The designated services of the '745 application are (1) “analysis of governmental policy relating to businesses and analysis of regulatory activity relating to businesses, all for the purpose of promoting the interests of businessmen and businesswomen”; and (2) “business data analysis.” The record shows that chambers of commerce are organizations that promote the interests of businesspersons generally, and includes articles indicating that chambers of commerce often engage in activities to help their members network with other businesspersons, become informed and involved in business-related legal and policy decisions by governments, and receive training and support to grow and retain business. On this record, substantial evidence supports the TTAB's determination that the designated business and regulatory data analysis services are within the scope of traditional chambers of commerce activities. We need not decide the descriptiveness issue on that basis alone, however, since NATIONAL CHAMBER also describes the expressly recited function of the former service listed in the '745 application—i.e., that the service is performed “for the purposes of promoting the interests of businessmen and businesswomen.” See Bayer, 488 F.3d at 963 (“A term is merely descriptive if it immediately conveys knowledge of a quality, feature, function, or characteristic of the goods or services with which it is used.”) (emphasis added); Stereotaxis Inc., 429 F.3d at 1040–43 (affirming TTAB's finding that STEREOTAXIS was descriptive of certain magnetic medical devices and services because it described their functions and purposes—performing the “stereotaxis” brain surgery technique).

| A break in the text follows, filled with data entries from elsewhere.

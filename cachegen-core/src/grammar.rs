//! Shared regular sub-patterns for the line grammar.
//!
//! Every statement pattern is assembled from the fragments below and
//! compiled once. Fragments that capture take a group name so that the
//! same fragment can appear several times in one statement.

use std::sync::LazyLock;

use regex::Regex;

/// Line start.
pub const LINE_START: &str = r"^\s*";

/// Line end, a trailing `//` comment is allowed.
pub const LINE_END: &str = r"(?://.*)?\s*$";

/// Bare token (identifier or numeral) surrounded by optional whitespace.
pub fn token(group: &str) -> String {
    format!(r"\s*(?P<{group}>[a-zA-Z0-9_]+)\s*")
}

/// Statement terminator.
pub fn statement_end() -> String {
    format!(r";\s*{LINE_END}")
}

/// Parenthesized raw argument list, split later by [`split_args`].
pub fn arg_list(group: &str) -> String {
    format!(r"\s*\((?P<{group}>.*)\)\s*")
}

/// Optional single index `[N]`.
pub fn single_index(group: &str) -> String {
    format!(r"(?:\[{}\])?\s*", token(group))
}

/// Optional range index `[HI:LO]` or `[N]`.
pub fn range_index(hi: &str, lo: &str) -> String {
    format!(r"(?:\[{}(?::{})?\])?\s*", token(hi), token(lo))
}

fn compile(pattern: String) -> Regex {
    Regex::new(&pattern).expect("statement grammar is a valid regex")
}

pub static BLANK: LazyLock<Regex> = LazyLock::new(|| compile(format!(r"{LINE_START}$")));

pub static COMMENT: LazyLock<Regex> =
    LazyLock::new(|| compile(format!(r"{LINE_START}(?:;\s*)?{LINE_END}")));

pub static NAMESPACE: LazyLock<Regex> = LazyLock::new(|| {
    compile(format!(
        "{LINE_START}namespace{}{}",
        token("name"),
        statement_end()
    ))
});

pub static CONST: LazyLock<Regex> = LazyLock::new(|| {
    compile(format!(
        "{LINE_START}const{}={}{}",
        token("name"),
        token("value"),
        statement_end()
    ))
});

pub static TYPE: LazyLock<Regex> = LazyLock::new(|| {
    compile(format!(
        "{LINE_START}type{}={}{}{}",
        token("name"),
        token("family"),
        arg_list("args"),
        statement_end()
    ))
});

pub static CREATE: LazyLock<Regex> = LazyLock::new(|| {
    compile(format!(
        "{LINE_START}create{}={}{}{}",
        token("name"),
        token("type"),
        single_index("size"),
        statement_end()
    ))
});

pub static CONNECT: LazyLock<Regex> = LazyLock::new(|| {
    compile(format!(
        "{LINE_START}connect{}{}->{}{}{}",
        token("client"),
        range_index("start", "end"),
        token("manager"),
        single_index("index"),
        statement_end()
    ))
});

/// Re-tokenizes a raw argument list.
///
/// A blank list has no arguments. Otherwise the list is split on commas and
/// each position keeps its place, so `f(a, , b)` yields an empty middle
/// token. Words separated only by whitespace are split apart as well.
pub fn split_args(raw: &str) -> Vec<String> {
    if raw.trim().is_empty() {
        return Vec::new();
    }
    let mut args = Vec::new();
    for segment in raw.split(',') {
        let segment = segment.trim();
        if segment.is_empty() {
            args.push(String::new());
        } else {
            args.extend(segment.split_whitespace().map(str::to_string));
        }
    }
    args
}

#[cfg(test)]
mod tests {
    use super::*;

    #[test]
    fn blank_and_comment_lines() {
        assert!(BLANK.is_match(""));
        assert!(BLANK.is_match("   \t"));
        assert!(!BLANK.is_match("// note"));
        assert!(COMMENT.is_match("// note"));
        assert!(COMMENT.is_match("   ;  // empty statement"));
        assert!(!COMMENT.is_match("const A = 1;"));
    }

    #[test]
    fn statement_end_allows_trailing_comment() {
        let caps = CONST.captures("const L1WN = 8;  // ways").expect("match");
        assert_eq!(&caps["name"], "L1WN");
        assert_eq!(&caps["value"], "8");
        assert!(!CONST.is_match("const L1WN = 8"));
    }

    #[test]
    fn connect_captures_optional_parts() {
        let caps = CONNECT.captures("connect l1[3:2] -> llc[1];").expect("match");
        assert_eq!(&caps["client"], "l1");
        assert_eq!(&caps["start"], "3");
        assert_eq!(&caps["end"], "2");
        assert_eq!(&caps["manager"], "llc");
        assert_eq!(&caps["index"], "1");

        let caps = CONNECT.captures("connect llc -> mem;").expect("match");
        assert!(caps.name("start").is_none());
        assert!(caps.name("end").is_none());
        assert!(caps.name("index").is_none());
    }

    #[test]
    fn type_captures_raw_argument_list() {
        let caps = TYPE
            .captures("type l1_type = CacheArrayNorm(6, 8, meta, data);")
            .expect("match");
        assert_eq!(&caps["family"], "CacheArrayNorm");
        assert_eq!(&caps["args"], "6, 8, meta, data");
    }

    #[test]
    fn splits_argument_lists() {
        assert!(split_args("").is_empty());
        assert!(split_args("  ").is_empty());
        assert_eq!(split_args("a, b,c"), vec!["a", "b", "c"]);
        assert_eq!(split_args("meta, , idx"), vec!["meta", "", "idx"]);
        assert_eq!(split_args("meta,"), vec!["meta", ""]);
        assert_eq!(split_args("a b, c"), vec!["a", "b", "c"]);
    }

    #[test]
    fn long_argument_lists_are_not_truncated() {
        let raw = (0..500).map(|i| format!("arg{i}")).collect::<Vec<_>>().join(", ");
        assert_eq!(split_args(&raw).len(), 500);
    }
}
//! Entities (named instance arrays) and the edges that wire them.

use std::fmt::{self, Write};

use crate::types::Family;

/// A `create` statement after resolution.
#[derive(Debug, Clone, PartialEq, Eq)]
pub struct Entity {
    pub name: String,
    pub type_name: String,
    /// Family of the bound type, used to find the connection facets.
    pub family: Family,
    pub size: usize,
}

impl Entity {
    /// Accessor suffix addressing this entity toward its manager.
    pub fn outer(&self) -> &'static str {
        self.family.outer_facet()
    }

    /// Accessor suffix addressing this entity toward its clients.
    pub fn inner(&self) -> &'static str {
        self.family.inner_facet()
    }

    /// Writes the array declaration: an `extern` in the header pass, the
    /// sized definition otherwise.
    pub fn emit_declaration(&self, out: &mut impl Write, declarations_pass: bool) -> fmt::Result {
        if declarations_pass {
            writeln!(
                out,
                "extern std::vector<{} *> {}; // {} instance(s)",
                self.type_name, self.name, self.size
            )
        } else {
            writeln!(
                out,
                "std::vector<{} *> {}({});",
                self.type_name, self.name, self.size
            )
        }
    }

    pub fn emit_initialization(&self, out: &mut impl Write) -> fmt::Result {
        for i in 0..self.size {
            writeln!(out, "  {}[{}] = new {}();", self.name, i, self.type_name)?;
        }
        Ok(())
    }
}

/// One wiring edge: `client[client_index] -> manager[manager_index]`.
#[derive(Debug, Clone, PartialEq, Eq)]
pub struct Connection {
    pub client: String,
    pub client_index: usize,
    pub manager: String,
    pub manager_index: usize,
}

impl Connection {
    pub fn new(client: &str, client_index: usize, manager: &str, manager_index: usize) -> Self {
        Connection {
            client: client.to_string(),
            client_index,
            manager: manager.to_string(),
            manager_index,
        }
    }
}

impl fmt::Display for Connection {
    fn fmt(&self, f: &mut fmt::Formatter<'_>) -> fmt::Result {
        write!(
            f,
            "{}[{}] -> {}[{}]",
            self.client, self.client_index, self.manager, self.manager_index
        )
    }
}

We therefore find that the '745 application was properly refused for descriptiveness.

Lastly, we address COC's contention that the TTAB's reasoning was so conclusory as to preclude meaningful appellate review. We disagree with COC that the TTAB's necessary findings were not “expressed with sufficient particularity to enable our court, without resort to speculation, to understand the reasoning of the Board, and to determine whether it applied the law correctly and whether the evidence supported the underlying and ultimate fact findings.” COC Br. at 15 (quoting Gechter v. Davidson, 116 F.3d 1454, 1457–58 (Fed.Cir.1997)) (alteration removed). The TTAB specifically cited COC's own online chambers of commerce directory, and expressly found that the promotion of business interests is the core function of a chamber of commerce. While the TTAB's decision would have been more helpful to us had it more explicitly tied its particular evidentiary findings to the individually recited services within the two applications, its reasoning in this case is sufficiently clear to permit us to understand why it believed that NATIONAL CHAMBER was descriptive of at least the two services discussed above. See A11 (“It takes no mental leap to understand that applicant is using the mark for the services in both applications as a national chamber of commerce, whether promoting the interests of businesspersons or industry on a national level, or connecting local chambers of commerce through a nationwide network.”). This case does not present the kinds of critical omissions that were present in Gechter, a patent case, where “the Board's opinion lack[ed] a claim construction, ma[de] conclusory findings relating to anticipation, and omit[ted] any analysis on several limitations.” 116 F.3d at 1460. In any event, as an appellate tribunal, “we sit to review judgments, not opinions,” Stratoflex, Inc. v. Aeroquip Corp., 713 F.2d 1530, 1540 (Fed.Cir.1983), and in this case the judgment of the TTAB is supported by substantial evidence.